Kiev refuse les allégations russes sur son soutien au M23 en RDC

L’origine de ces accusations remonte à Bujumbura. Le ministre russe des Affaires étrangères, Sergueï Lavrov, y a clairement affirmé que l’Ukraine apportait un soutien extérieur à la rébellion de l’AFC/M23. Ce mouvement, actif dans les provinces du Nord-Kivu et du Sud-Kivu, dans l’est de la République démocratique du Congo, occupe désormais de vastes territoires.

La réponse de Kiev a été immédiate et sans ambiguïté. La diplomatie ukrainienne a dénoncé une tentative de manipulation visant à semer le trouble dans la région des Grands Lacs. « Les déclarations de Sergueï Lavrov prétendant que l’Ukraine finance le M23 dans l’est de la RDC relèvent d’une opération de désinformation orchestrée par le Kremlin. Aucune preuve ne soutient ces allégations. Nous les rejetons catégoriquement et fermons définitivement la porte à toute spéculation ».

– Moscou copierait ses propres méthodes selon Kiev –

Le ministère ukrainien ne se limite pas à démentir : il retourne l’accusation contre la Russie. L’Ukraine, présentée comme un acteur extérieur au continent africain, met en lumière l’implication directe de Moscou dans les conflits locaux.

L’Ukraine n’interfère pas dans les conflits africains.

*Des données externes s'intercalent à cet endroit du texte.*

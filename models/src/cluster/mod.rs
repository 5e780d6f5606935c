//! Read-only views over the handful of cluster entities the rebalancing engine cares
//! about. Nothing here mutates the cluster; the eviction gatekeeper in the
//! `controller` crate is the sole writer.

pub mod node;
pub mod resource;
pub mod utilization;
pub mod workload;

pub use node::{allocatable, is_ready, is_schedulable, matches_selector, Allocatable};
pub use utilization::UtilizationRecord;
pub use workload::{Phase, WorkloadExt};
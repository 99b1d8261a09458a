//! Render pipeline — AST evaluation with escaping, loops, and partials.
//!
//! Rendering is fail-soft by contract: a malformed user-authored template
//! must never take a page down. Missing variables render empty, missing
//! partials render a visible HTML comment marker, non-list loop targets
//! render nothing. No public entry point here returns a `Result`.

use std::collections::HashMap;

use crate::context::TemplateContext;
use crate::parse::{parse, Node};
use crate::value::Value;

/// The one context key emitted without HTML escaping: the post body.
/// Its value is sanitized upstream before it ever reaches a context.
pub const RAW_HTML_KEY: &str = "content";

/// Maximum depth of partial-within-partial inclusion. A partial that
/// includes itself bottoms out with a comment marker instead of
/// recursing forever.
pub const MAX_PARTIAL_DEPTH: usize = 8;

/// Render a template against a context and a partials table.
///
/// The output is the template with variables substituted (HTML-escaped
/// except [`RAW_HTML_KEY`]), conditional blocks resolved by the context's
/// truthiness, loop blocks expanded once per list item (items joined with
/// a single newline), and partials recursively rendered in the scope they
/// are referenced from.
pub fn render_template(
    template: &str,
    ctx: &TemplateContext,
    partials: &HashMap<String, String>,
) -> String {
    render_nodes(&parse(template), ctx, partials, 0)
}

/// HTML-escape `&`, `<`, `>`, `"`, and `'`.
pub fn escape_html(input: &str) -> String {
    let mut out = String::with_capacity(input.len());
    for c in input.chars() {
        match c {
            '&' => out.push_str("&amp;"),
            '<' => out.push_str("&lt;"),
            '>' => out.push_str("&gt;"),
            '"' => out.push_str("&quot;"),
            '\'' => out.push_str("&#39;"),
            _ => out.push(c),
        }
    }
    out
}

fn render_nodes(
    nodes: &[Node],
    ctx: &TemplateContext,
    partials: &HashMap<String, String>,
    depth: usize,
) -> String {
    let mut out = String::new();
    for node in nodes {
        match node {
            Node::Text(text) => out.push_str(text),
            Node::Variable(name) => {
                let value = ctx.get(name).render_string();
                if name == RAW_HTML_KEY {
                    out.push_str(&value);
                } else {
                    out.push_str(&escape_html(&value));
                }
            }
            Node::Conditional { key, body } => {
                if ctx.get(key).is_truthy() {
                    out.push_str(&render_nodes(body, ctx, partials, depth));
                }
            }
            Node::Loop { key, body } => {
                if let Value::List(items) = ctx.get(key) {
                    let rendered: Vec<String> = items
                        .iter()
                        .map(|item| render_nodes(body, &ctx.for_item(item), partials, depth))
                        .collect();
                    out.push_str(&rendered.join("\n"));
                }
            }
            Node::Partial(name) => out.push_str(&render_partial(name, ctx, partials, depth)),
        }
    }
    out
}

fn render_partial(
    name: &str,
    ctx: &TemplateContext,
    partials: &HashMap<String, String>,
    depth: usize,
) -> String {
    if depth >= MAX_PARTIAL_DEPTH {
        return format!("<!-- partial \"{name}\" depth limit exceeded -->");
    }
    match partials.get(name) {
        Some(source) => render_nodes(&parse(source), ctx, partials, depth + 1),
        None => format!("<!-- partial \"{name}\" not found -->"),
    }
}

// ---------------------------------------------------------------------------
// Tests
// ---------------------------------------------------------------------------
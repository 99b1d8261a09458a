//! Error types for snuggle-renderer.
//!
//! Rendering itself is fail-soft and infallible; only context
//! construction from external input can error.

use thiserror::Error;

/// All errors that can arise from building a [`crate::TemplateContext`]
/// out of caller-supplied JSON.
#[derive(Debug, Error)]
pub enum ContextError {
    /// JSON parse error.
    #[error("context JSON error: {0}")]
    Json(#[from] serde_json::Error),

    /// The document parsed but is not a JSON object.
    #[error("context must be a JSON object, got {found}")]
    NotAnObject { found: &'static str },
}
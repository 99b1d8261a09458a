//! Snuggle core library — domain types, skin store, errors.
//!
//! Public API surface:
//! - [`types`] — newtypes and domain structs
//! - [`error`] — [`SkinStoreError`]
//! - [`store`] — load / save / install skins
//!
//! Everything the renderer consumes (blog, post, category records and the
//! [`SkinTemplates`] fragment set) lives here; the renderer itself is in
//! the `snuggle-renderer` crate.

pub mod error;
pub mod store;
pub mod types;

pub use error::SkinStoreError;
pub use types::{
    Blog, BlogId, Category, Post, PostId, PostStatus, Skin, SkinMeta, SkinName, SkinTemplates,
};
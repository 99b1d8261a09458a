//! Snuggle — blog skin tooling CLI.
//!
//! # Usage
//!
//! ```text
//! snuggle skins install <dir> [--name <name>]
//! snuggle skins list
//! snuggle render <skin> [--dir <path>] [--context <file.json>] [--page list|detail] [--out <dir>] [--dry-run]
//! snuggle check <skin> [--dir <path>] [--json]
//! ```

mod commands;

use anyhow::Result;
use clap::{Parser, Subcommand};

use commands::{check::CheckArgs, render::RenderArgs, skins::SkinsCommand};

// ---------------------------------------------------------------------------
// CLI entry point
// ---------------------------------------------------------------------------

#[derive(Parser, Debug)]
#[command(
    name = "snuggle",
    version,
    about = "Install, lint, and preview-render blog skins",
    long_about = None,
)]
struct Cli {
    #[command(subcommand)]
    command: Commands,
}

#[derive(Subcommand, Debug)]
enum Commands {
    /// Manage the installed skin store.
    Skins {
        #[command(subcommand)]
        command: SkinsCommand,
    },

    /// Render a skin's page regions to files.
    Render(RenderArgs),

    /// Lint a skin's templates and report degradations.
    Check(CheckArgs),
}

// ---------------------------------------------------------------------------
// Main
// ---------------------------------------------------------------------------

fn main() -> Result<()> {
    let cli = Cli::parse();
    match cli.command {
        Commands::Skins { command } => commands::skins::run(command),
        Commands::Render(args) => args.run(),
        Commands::Check(args) => args.run(),
    }
}
//! `snuggle render` — render a skin's page regions to files.

use std::path::{Path, PathBuf};

use anyhow::{Context, Result};
use clap::Args;

use snuggle_renderer::{render_skin_page, PageType, SkinRegion, TemplateContext};

/// Arguments for `snuggle render`.
#[derive(Args, Debug)]
pub struct RenderArgs {
    /// Name of an installed skin (omit when using `--dir`).
    pub skin: Option<String>,

    /// Render directly from a skin directory instead of the store.
    #[arg(long, conflicts_with = "skin")]
    pub dir: Option<PathBuf>,

    /// JSON file holding the context object; omit for an empty context.
    #[arg(long)]
    pub context: Option<PathBuf>,

    /// Page to render into the content region: list | detail.
    #[arg(long, default_value = "list")]
    pub page: PageType,

    /// Directory the rendered regions are written into.
    #[arg(long, default_value = "preview")]
    pub out: PathBuf,

    /// Show what would be written without actually writing any files.
    #[arg(long)]
    pub dry_run: bool,
}

impl RenderArgs {
    pub fn run(self) -> Result<()> {
        let skin = super::load_target_skin(self.skin.as_deref(), self.dir.as_deref())?;
        let ctx = match &self.context {
            Some(path) => {
                let raw = std::fs::read_to_string(path)
                    .with_context(|| format!("cannot read context file '{}'", path.display()))?;
                TemplateContext::from_json_str(&raw)
                    .with_context(|| format!("invalid context in '{}'", path.display()))?
            }
            None => TemplateContext::new(),
        };

        let page = render_skin_page(&skin.templates, &ctx, self.page);

        let prefix = if self.dry_run { "[dry-run] " } else { "" };
        println!("{prefix}✓ '{}' rendered ({} page)", skin.meta.name, self.page);

        if !self.dry_run {
            std::fs::create_dir_all(&self.out).with_context(|| {
                format!("cannot create output directory '{}'", self.out.display())
            })?;
        }
        for region in SkinRegion::all() {
            let path = self.out.join(region.output_file());
            write_output(&path, page.region(*region), self.dry_run)?;
        }
        write_output(&self.out.join("skin.css"), &page.custom_css, self.dry_run)?;
        Ok(())
    }
}

fn write_output(path: &Path, contents: &str, dry_run: bool) -> Result<()> {
    if dry_run {
        println!("  ~  {} ({} bytes)", path.display(), contents.len());
        return Ok(());
    }
    std::fs::write(path, contents)
        .with_context(|| format!("cannot write '{}'", path.display()))?;
    println!("  ✎  {} ({} bytes)", path.display(), contents.len());
    Ok(())
}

La Russie, en revanche, s’y immisce en fournissant des armes à des groupes armés, en violant les sanctions internationales et en recrutant des ressortissants africains pour alimenter sa guerre contre l’Ukraine. La contradiction est flagrante.

Pour Heorhii Tykhyi, cette stratégie s’inscrit dans une logique bien rodée de diversion. Selon lui, il s’agit de détourner l’attention des enjeux réels en propageant des accusations infondées.

Accuser d’autres de ce que la Russie fait elle-même n’a rien de surprenant. L’objectif est transparent : saboter les efforts de médiation américains dans les Grands Lacs et masquer les actions déstabilisatrices de Moscou, qui entravent le processus de paix. L’Ukraine lie ainsi directement le dossier congolais au conflit en Europe.

Cette escalade verbale survient alors que la crise dans l’est de la RDC reste sous les projecteurs des puissances internationales. Les échanges d’accusations entre acteurs étrangers soulignent l’importance croissante de la dimension géopolitique du conflit. Chaque partie cherche à imposer sa version des faits et à influencer les perceptions sur les responsabilités extérieures.

En rejetant les allégations russes, Kiev tente de préserver sa crédibilité auprès des partenaires africains et internationaux, affirmant n’avoir aucun rôle dans les combats armés en RDC. Moscou, de son côté, maintient ses critiques envers l’Ukraine, dans un contexte où la rivalité diplomatique dépasse désormais le cadre du conflit russo-ukrainien.

– Kinshasa prône la diplomatie à l’ONU malgré les tensions –

Malgré les échanges musclés entre les grandes puissances, la République démocratique du Congo a choisi une voie différente. En tant que présidente du Conseil de sécurité pour ce mois, Kinshasa a exprimé son indignation face à l’intensification du conflit en Ukraine. Lors de la séance du 9 juillet, présidée par Zénon Mukongo Ngay, la RDC a souligné la poursuite des hostilités et leurs conséquences dramatiques pour les populations civiles.

Le gouvernement congolais a rappelé avec force qu’aucune solution militaire ne pouvait mettre fin à ce conflit. Dans une région des Grands Lacs déjà éprouvée par les violences, la RDC appelle toutes les parties à respecter scrupuleusement le droit international, à protéger les civils et à privilégier la désescalade, le dialogue, la médiation et la diplomatie.

La RDC a également réitéré son soutien à toute initiative crédible visant à instaurer une paix durable, juste et conforme aux principes de la charte des Nations unies.

– Les accords de paix dans l’impasse –

Cette confrontation diplomatique survient dans un contexte régional particulièrement fragile. Un an après sa signature au niveau ministériel, l’accord de Washington n’a toujours pas produit les résultats escomptés. Kinshasa et Kigali en proposent des interprétations divergentes, ce qui bloque son application concrète.

Pendant ce temps, la situation humanitaire et sécuritaire dans l’est de la RDC continue de se dégrader. Malgré les multiples réunions d’évaluation, les violences persistent, notamment dans les zones sous contrôle de l’AFC/M23.